I must contain in one invisible reality
Both source and ashes, lips and a dead rat’s carcase.
I was too quick to praise him for what daylight he spreads,
his revenge is to seem unspeakable in this clarity,
refusing me peace at so low a price,
regaining vigour in this exquisite guise.

Sunday Notes

In 100 Days, Gabriel Josipovici, approaching his eightieth year, writes of trying to resist his innate sense of immortality, to be able to approach the inevitability of death with equanimity. It is, I suppose, the only way to contemplate the fact of death, our conspiracy to keep it unconscious a first and necessary line of defence.

Today, prompted by reading Karl One Knausgaard’s The Morning Star, I consulted the tables of life expectancy in England. Unless I get seriously ill or die in an accident I will experience roughly twenty-five more birthdays. Time enough maybe for another couple of thousand books though I do sometimes wonder what I miss when huddled in a fortress of literature. The Morning Star is infuriating and compelling in equal part. It ends with an extraordinary essay that gave me a sense that I should read the whole book again after carefully rereading the essay. I looked up some reviews and learnt that it may have been added as an afterthought and that The Morning Star is the first of a series.

In his novel, Knausgaard refers to a three-volume treatise on death, The Realm of the Dead: A World History, by Olav O. Aukrust. If it exists, it is not translated into English. It is a sufficiently compelling area of study for me to turn to online sources to order Philippe Aries’ The Hour of Our Death, recommended by Daniel, Thomas Laquer’s well-reviewed The Work of the Dead, and successfully look for my unread copy of Robert Pogue Harrison’s Dominion of the Dead (thanks, Steve).
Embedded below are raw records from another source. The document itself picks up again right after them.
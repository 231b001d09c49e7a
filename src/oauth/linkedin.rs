//! LinkedIn OAuth 2.0 (plain state, no PKCE).

use serde_json::Value;
use time::{Duration, OffsetDateTime};
use uuid::Uuid;

use crate::oauth::OAuthError;
use crate::social::repo::{NewSocialAccount, SocialAccount, SocialAccountInfo};
use crate::state::AppState;

const AUTHORIZE_URL: &str = "https://www.linkedin.com/oauth/v2/authorization";
const TOKEN_URL: &str = "https://www.linkedin.com/oauth/v2/accessToken";
const USERINFO_URL: &str = "https://api.linkedin.com/v2/userinfo";
const SCOPE: &str = "openid profile email w_member_social";

pub fn authorization_url(state: &AppState, user_id: Uuid) -> String {
    let csrf_state = state.oauth_states.issue(user_id, None);
    let oauth = &state.config.linkedin;
    format!(
        "{AUTHORIZE_URL}?response_type=code&client_id={}&redirect_uri={}&state={}&scope={}",
        oauth.client_id,
        oauth.redirect_uri,
        csrf_state,
        SCOPE.replace(' ', "%20"),
    )
}

pub async fn complete(
    state: &AppState,
    user_id: Uuid,
    code: &str,
    csrf_state: &str,
) -> Result<SocialAccountInfo, OAuthError> {
    state
        .oauth_states
        .consume(csrf_state, user_id)
        .ok_or(OAuthError::InvalidState)?;

    let oauth = &state.config.linkedin;
    let token_response = state
        .http
        .post(TOKEN_URL)
        .form(&[
            ("grant_type", "authorization_code"),
            ("code", code),
            ("redirect_uri", &oauth.redirect_uri),
            ("client_id", &oauth.client_id),
            ("client_secret", &oauth.client_secret),
        ])
        .send()
        .await?;

    if !token_response.status().is_success() {
        return Err(OAuthError::Exchange(
            token_response.text().await.unwrap_or_default(),
        ));
    }
    let token_data: Value = token_response.json().await?;
    let access_token = token_data["access_token"]
        .as_str()
        .ok_or_else(|| OAuthError::Exchange("reply missing access_token".into()))?;

    let user_response = state
        .http
        .get(USERINFO_URL)
        .bearer_auth(access_token)
        .send()
        .await?;
    if !user_response.status().is_success() {
        return Err(OAuthError::Profile(
            user_response.text().await.unwrap_or_default(),
        ));
    }
    let profile: Value = user_response.json().await?;

    let username = profile["name"]
        .as_str()
        .or_else(|| profile["email"].as_str())
        .unwrap_or("Unknown")
        .to_string();

    // LinkedIn tokens expire in 60 days
    let expires_in = token_data["expires_in"].as_i64().unwrap_or(5_184_000);
    let refresh_token = token_data["refresh_token"].as_str().unwrap_or_default();

    let account = NewSocialAccount {
        user_id,
        platform: "linkedin".into(),
        platform_user_id: profile["sub"].as_str().unwrap_or_default().into(),
        username,
        access_token_encrypted: state.vault.encrypt(access_token)?,
        refresh_token_encrypted: Some(state.vault.encrypt(refresh_token)?),
        token_expires_at: Some(OffsetDateTime::now_utc() + Duration::seconds(expires_in)),
    };

    let info = SocialAccount::upsert(&state.db, account).await?;
    Ok(info)
}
This week I bought Bruce Kirmmse’s new translation of Kierkegaard’s Fear and Trembling and his earlier translation of The Lily of the Field and the Bird of the Air, both also prompted by The Morning Star. In London I also picked up a copy of Vladimir Sorokin’s Day of the Oprichnik, Carolyn Forché’s In the Lateness of the World (primarily for the poem Museum of Stones, but there are several others of interest), Peter Handke’s newly translated essay collection: Quiet Places, and a second-hand copy of William Faulkner’s As I Lay Dying.